Work order: Below are the records; how many of their lines contain "ToolRegistry"? Reply only with that figure.

Provided data:

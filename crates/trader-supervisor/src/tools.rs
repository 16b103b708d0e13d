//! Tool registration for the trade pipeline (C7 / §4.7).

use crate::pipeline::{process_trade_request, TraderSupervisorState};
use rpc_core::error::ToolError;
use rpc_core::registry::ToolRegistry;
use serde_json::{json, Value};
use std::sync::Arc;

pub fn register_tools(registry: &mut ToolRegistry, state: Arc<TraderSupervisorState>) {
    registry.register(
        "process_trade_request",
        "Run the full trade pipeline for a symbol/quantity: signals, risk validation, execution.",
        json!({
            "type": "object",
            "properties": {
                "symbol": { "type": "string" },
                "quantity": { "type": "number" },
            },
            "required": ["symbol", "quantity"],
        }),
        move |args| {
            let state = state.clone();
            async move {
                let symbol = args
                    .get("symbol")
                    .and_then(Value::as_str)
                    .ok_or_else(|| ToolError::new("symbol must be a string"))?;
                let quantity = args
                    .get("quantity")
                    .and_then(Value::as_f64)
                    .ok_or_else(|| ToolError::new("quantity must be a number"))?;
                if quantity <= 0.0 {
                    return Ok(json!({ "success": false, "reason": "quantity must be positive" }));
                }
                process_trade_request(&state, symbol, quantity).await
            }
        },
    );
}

Response below: 2